* _The input_
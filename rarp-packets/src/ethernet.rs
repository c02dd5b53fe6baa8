use crate::*;
use std::borrow::Cow;
use std::convert::{TryFrom, TryInto};

/// Length of an untagged Ethernet II header.
pub const ETHERNET_HEADER_LEN: usize = 14;

/// The decoded fields of an Ethernet II header.
#[derive(Clone, Copy, Debug, PartialEq, Eq)]
pub struct EthernetHeader {
    pub dest_mac: MacAddr,
    pub src_mac: MacAddr,
    pub ether_type: u16,
}

#[derive(Clone, Debug)]
pub struct EthernetFrame {
    pub data: PacketData,
    pub payload_offset: usize,
}

impl EthernetFrame {
    pub fn from_buffer(frame: PacketData) -> Result<EthernetFrame, &'static str> {
        // Ethernet II frames must be at least the header, which is 14bytes
        // 0                    6                    12                      14
        // |---6 byte Dest_MAC--|---6 byte Src_MAC---|--2 Byte EtherType---|
        // RARP is only carried in untagged Ethernet II frames here.

        if frame.len() < ETHERNET_HEADER_LEN {
            return Err("Frame is less than the minimum of 14 bytes");
        }

        Ok(EthernetFrame {
            data: frame,
            payload_offset: ETHERNET_HEADER_LEN,
        })
    }

    /// Returns an empty EthernetFrame where all values all populated to zero. This function allocates a
    /// new array to hold the header.
    pub fn empty() -> EthernetFrame {
        EthernetFrame {
            data: vec![0; ETHERNET_HEADER_LEN],
            payload_offset: ETHERNET_HEADER_LEN,
        }
    }

    pub fn dest_mac(&self) -> MacAddr {
        let bytes = <[u8; 6]>::try_from(&self.data[0..6]).unwrap();
        MacAddr::new(bytes)
    }

    pub fn src_mac(&self) -> MacAddr {
        let bytes = <[u8; 6]>::try_from(&self.data[6..12]).unwrap();
        MacAddr::new(bytes)
    }

    pub fn set_dest_mac(&mut self, mac: MacAddr) {
        self.data[..6].copy_from_slice(&mac.bytes[..6]);
    }

    pub fn set_src_mac(&mut self, mac: MacAddr) {
        self.data[6..12].copy_from_slice(&mac.bytes[..6]);
    }

    pub fn ether_type(&self) -> u16 {
        u16::from_be_bytes(self.data[12..=13].try_into().unwrap())
    }

    pub fn set_ether_type(&mut self, ether_type: u16) {
        self.data[12..=13].copy_from_slice(&ether_type.to_be_bytes());
    }

    pub fn header(&self) -> EthernetHeader {
        EthernetHeader {
            dest_mac: self.dest_mac(),
            src_mac: self.src_mac(),
            ether_type: self.ether_type(),
        }
    }

    // This gives you a cow of a slice of the payload.
    pub fn payload(&self) -> Cow<[u8]> {
        Cow::from(&self.data[self.payload_offset..])
    }

    pub fn set_payload(&mut self, payload: &[u8]) {
        self.data.truncate(self.payload_offset);
        self.data.reserve_exact(payload.len());
        self.data.extend(payload);
    }
}

/// EthernetFrames are considered the same if they carry the same bytes.
impl PartialEq for EthernetFrame {
    fn eq(&self, other: &Self) -> bool {
        self.data == other.data
    }
}

impl Eq for EthernetFrame {}

#[cfg(test)]
mod tests {
    use super::*;
    use std::vec::Vec;

    #[test]
    fn ethernet_frame() {
        let data: Vec<u8> = vec![0xde, 0xad, 0xbe, 0xef, 0xff, 0xff, 1, 2, 3, 4, 5, 6, 0, 0];
        let frame = EthernetFrame::from_buffer(data).unwrap();
        assert_eq!(
            frame.dest_mac(),
            MacAddr::new([0xde, 0xad, 0xbe, 0xef, 0xff, 0xff])
        );
        assert_eq!(frame.src_mac(), MacAddr::new([1, 2, 3, 4, 5, 6]));
        assert_eq!(frame.ether_type(), 0);
        assert_eq!(frame.payload().len(), 0);
    }

    #[test]
    fn set_payload() {
        let data: Vec<u8> = vec![0xde, 0xad, 0xbe, 0xef, 0xff, 0xff, 1, 2, 3, 4, 5, 6, 0, 0];
        let mut frame = EthernetFrame::from_buffer(data).unwrap();
        assert_eq!(frame.ether_type(), 0);
        assert_eq!(frame.payload().len(), 0);

        let new_payload: Vec<u8> = vec![1, 2, 3, 4, 5, 6, 7, 8, 9];
        frame.set_payload(&new_payload);
        assert_eq!(frame.payload(), new_payload);
        assert_eq!(frame.payload()[2], 3);
    }

    #[test]
    #[should_panic(expected = "Frame is less than the minimum of 14 bytes")]
    fn invalid_data_length() {
        let data: Vec<u8> = vec![0xde, 0xad, 0xbe, 0xef, 0xff, 0xff, 1, 2, 3, 4, 5, 6];
        let _frame = EthernetFrame::from_buffer(data).unwrap();
    }

    #[test]
    fn set_header_fields() {
        let mut frame = EthernetFrame::empty();
        let new_dest = MacAddr::new([0x98, 0x88, 0x18, 0x12, 0xb4, 0xdf]);
        let new_src = MacAddr::new([1, 2, 3, 4, 5, 6]);
        frame.set_dest_mac(new_dest);
        frame.set_src_mac(new_src);
        frame.set_ether_type(RARP_ETHER_TYPE);
        assert_eq!(
            frame.header(),
            EthernetHeader {
                dest_mac: new_dest,
                src_mac: new_src,
                ether_type: RARP_ETHER_TYPE,
            }
        );
        assert_eq!(&frame.data[12..14], &[0x80, 0x35]);
    }

    #[test]
    fn empty() {
        let empty_frame = EthernetFrame::empty();
        assert_eq!(empty_frame.data.len(), ETHERNET_HEADER_LEN);
        assert_eq!(empty_frame.payload_offset, 14);
        assert_eq!(empty_frame.header().ether_type, 0);
    }
}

* _Activity_
From the records above, print only the lines between the one holding "Cow::from(&self.data[self.payload_offset..])" and the one holding "#[cfg(test)]", inclusive, exactly as they stand.

* _Solution_
        Cow::from(&self.data[self.payload_offset..])
    }

    pub fn set_payload(&mut self, payload: &[u8]) {
        self.data.truncate(self.payload_offset);
        self.data.reserve_exact(payload.len());
        self.data.extend(payload);
    }
}

/// EthernetFrames are considered the same if they carry the same bytes.
impl PartialEq for EthernetFrame {
    fn eq(&self, other: &Self) -> bool {
        self.data == other.data
    }
}

impl Eq for EthernetFrame {}

#[cfg(test)]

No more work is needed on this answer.